### Task details
Where a line below includes the word "world", copy that line.

### Listed records
%%
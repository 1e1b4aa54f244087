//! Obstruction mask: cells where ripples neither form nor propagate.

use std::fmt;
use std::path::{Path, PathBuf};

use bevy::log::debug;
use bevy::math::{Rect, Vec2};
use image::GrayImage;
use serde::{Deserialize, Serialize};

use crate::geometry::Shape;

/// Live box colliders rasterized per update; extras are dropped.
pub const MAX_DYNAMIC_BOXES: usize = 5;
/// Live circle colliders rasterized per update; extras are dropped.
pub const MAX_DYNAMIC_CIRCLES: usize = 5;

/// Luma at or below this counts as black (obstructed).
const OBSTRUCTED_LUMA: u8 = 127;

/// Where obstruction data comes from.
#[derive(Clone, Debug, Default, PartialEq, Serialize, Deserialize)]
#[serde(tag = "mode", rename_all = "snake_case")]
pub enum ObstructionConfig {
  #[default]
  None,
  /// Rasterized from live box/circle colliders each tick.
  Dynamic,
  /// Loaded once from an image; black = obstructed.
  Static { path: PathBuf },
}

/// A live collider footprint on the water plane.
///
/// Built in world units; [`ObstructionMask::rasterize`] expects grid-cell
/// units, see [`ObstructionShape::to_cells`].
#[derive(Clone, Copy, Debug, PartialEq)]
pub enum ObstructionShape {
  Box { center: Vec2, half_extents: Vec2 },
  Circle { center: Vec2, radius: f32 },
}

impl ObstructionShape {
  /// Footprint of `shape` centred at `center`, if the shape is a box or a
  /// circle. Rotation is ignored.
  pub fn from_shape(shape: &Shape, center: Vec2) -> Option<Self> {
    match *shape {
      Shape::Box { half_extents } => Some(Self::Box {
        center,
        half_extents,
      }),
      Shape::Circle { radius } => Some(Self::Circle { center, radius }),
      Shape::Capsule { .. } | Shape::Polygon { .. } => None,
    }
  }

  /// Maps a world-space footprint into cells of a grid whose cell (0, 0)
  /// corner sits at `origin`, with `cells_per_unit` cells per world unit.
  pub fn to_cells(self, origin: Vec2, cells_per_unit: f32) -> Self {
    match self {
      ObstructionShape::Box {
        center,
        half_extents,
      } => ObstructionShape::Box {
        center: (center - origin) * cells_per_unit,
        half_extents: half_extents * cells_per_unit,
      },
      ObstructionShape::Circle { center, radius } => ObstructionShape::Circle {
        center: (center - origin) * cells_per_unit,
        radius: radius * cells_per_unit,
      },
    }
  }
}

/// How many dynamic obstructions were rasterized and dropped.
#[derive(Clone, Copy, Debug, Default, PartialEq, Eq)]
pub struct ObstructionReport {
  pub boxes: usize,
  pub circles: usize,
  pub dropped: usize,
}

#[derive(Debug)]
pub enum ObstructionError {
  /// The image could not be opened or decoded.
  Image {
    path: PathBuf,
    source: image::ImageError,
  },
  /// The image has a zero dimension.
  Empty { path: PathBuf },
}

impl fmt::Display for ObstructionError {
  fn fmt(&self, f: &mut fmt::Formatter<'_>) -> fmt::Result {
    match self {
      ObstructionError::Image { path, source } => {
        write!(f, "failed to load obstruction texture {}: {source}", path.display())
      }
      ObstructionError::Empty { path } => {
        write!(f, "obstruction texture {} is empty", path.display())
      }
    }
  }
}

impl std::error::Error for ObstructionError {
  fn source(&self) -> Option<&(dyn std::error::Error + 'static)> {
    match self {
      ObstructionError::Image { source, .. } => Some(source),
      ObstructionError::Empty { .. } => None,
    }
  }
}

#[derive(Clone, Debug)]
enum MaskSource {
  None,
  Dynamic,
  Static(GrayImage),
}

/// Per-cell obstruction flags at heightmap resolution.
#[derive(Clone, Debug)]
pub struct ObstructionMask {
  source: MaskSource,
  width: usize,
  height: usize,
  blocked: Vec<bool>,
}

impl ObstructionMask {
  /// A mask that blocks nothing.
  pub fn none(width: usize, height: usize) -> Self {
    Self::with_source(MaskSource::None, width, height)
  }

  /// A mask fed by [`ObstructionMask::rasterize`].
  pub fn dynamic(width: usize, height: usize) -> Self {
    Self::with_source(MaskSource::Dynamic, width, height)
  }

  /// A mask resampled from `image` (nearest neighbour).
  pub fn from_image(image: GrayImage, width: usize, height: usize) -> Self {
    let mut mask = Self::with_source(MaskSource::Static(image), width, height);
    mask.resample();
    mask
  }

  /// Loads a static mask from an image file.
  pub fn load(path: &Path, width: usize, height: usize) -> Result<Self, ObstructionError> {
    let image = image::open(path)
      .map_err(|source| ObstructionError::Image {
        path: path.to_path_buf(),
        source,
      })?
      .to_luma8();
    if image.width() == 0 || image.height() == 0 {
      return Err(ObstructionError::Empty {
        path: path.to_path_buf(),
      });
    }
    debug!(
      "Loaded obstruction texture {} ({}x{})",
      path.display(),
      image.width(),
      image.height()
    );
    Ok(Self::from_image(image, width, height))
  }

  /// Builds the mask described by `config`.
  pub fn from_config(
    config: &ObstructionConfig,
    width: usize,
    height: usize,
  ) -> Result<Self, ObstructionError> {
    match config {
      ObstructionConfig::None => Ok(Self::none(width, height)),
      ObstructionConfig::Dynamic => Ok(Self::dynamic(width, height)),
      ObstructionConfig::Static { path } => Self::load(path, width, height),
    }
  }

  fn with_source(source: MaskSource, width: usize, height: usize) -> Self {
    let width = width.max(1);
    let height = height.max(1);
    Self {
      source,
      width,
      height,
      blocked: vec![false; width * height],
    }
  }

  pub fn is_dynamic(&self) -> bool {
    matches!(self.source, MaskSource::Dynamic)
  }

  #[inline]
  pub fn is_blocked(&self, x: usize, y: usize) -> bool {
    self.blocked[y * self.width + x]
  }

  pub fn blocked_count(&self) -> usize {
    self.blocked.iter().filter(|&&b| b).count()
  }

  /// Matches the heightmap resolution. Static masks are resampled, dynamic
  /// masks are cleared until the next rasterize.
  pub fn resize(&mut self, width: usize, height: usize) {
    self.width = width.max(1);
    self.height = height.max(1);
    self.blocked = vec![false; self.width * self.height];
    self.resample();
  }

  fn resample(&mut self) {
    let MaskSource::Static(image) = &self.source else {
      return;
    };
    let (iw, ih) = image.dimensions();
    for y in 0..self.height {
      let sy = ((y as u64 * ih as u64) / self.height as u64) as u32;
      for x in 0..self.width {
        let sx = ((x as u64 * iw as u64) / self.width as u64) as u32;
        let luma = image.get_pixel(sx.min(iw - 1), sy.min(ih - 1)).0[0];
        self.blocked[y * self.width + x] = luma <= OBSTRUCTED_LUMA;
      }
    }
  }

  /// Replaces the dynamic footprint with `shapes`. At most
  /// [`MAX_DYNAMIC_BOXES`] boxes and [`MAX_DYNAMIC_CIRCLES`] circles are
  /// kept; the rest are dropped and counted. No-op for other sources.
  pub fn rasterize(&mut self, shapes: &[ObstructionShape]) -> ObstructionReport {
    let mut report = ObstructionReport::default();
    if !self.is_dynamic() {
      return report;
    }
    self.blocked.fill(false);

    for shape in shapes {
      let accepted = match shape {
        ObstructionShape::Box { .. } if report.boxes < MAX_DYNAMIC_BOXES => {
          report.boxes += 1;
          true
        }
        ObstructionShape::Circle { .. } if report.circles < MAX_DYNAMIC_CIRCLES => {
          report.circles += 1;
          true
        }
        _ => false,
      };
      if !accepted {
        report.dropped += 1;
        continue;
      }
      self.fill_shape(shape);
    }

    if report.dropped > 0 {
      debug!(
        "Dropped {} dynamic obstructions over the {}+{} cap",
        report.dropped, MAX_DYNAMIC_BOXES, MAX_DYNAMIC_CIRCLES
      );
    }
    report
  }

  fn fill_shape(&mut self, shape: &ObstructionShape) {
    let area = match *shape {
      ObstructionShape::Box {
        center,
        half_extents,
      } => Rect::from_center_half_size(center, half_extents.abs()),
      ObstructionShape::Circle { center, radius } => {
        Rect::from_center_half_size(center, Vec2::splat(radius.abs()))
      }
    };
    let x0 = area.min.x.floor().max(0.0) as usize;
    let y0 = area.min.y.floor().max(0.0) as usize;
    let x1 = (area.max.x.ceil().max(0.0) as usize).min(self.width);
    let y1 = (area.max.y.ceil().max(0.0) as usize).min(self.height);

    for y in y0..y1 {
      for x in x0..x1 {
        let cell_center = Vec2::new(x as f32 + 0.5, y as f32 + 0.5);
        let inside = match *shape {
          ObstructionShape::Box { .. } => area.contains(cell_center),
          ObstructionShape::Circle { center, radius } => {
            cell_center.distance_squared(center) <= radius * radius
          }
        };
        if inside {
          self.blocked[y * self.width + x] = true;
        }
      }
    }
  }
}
%%
### Exercise answer
/// Built in world units; [`ObstructionMask::rasterize`] expects grid-cell
  /// Maps a world-space footprint into cells of a grid whose cell (0, 0)
  /// corner sits at `origin`, with `cells_per_unit` cells per world unit.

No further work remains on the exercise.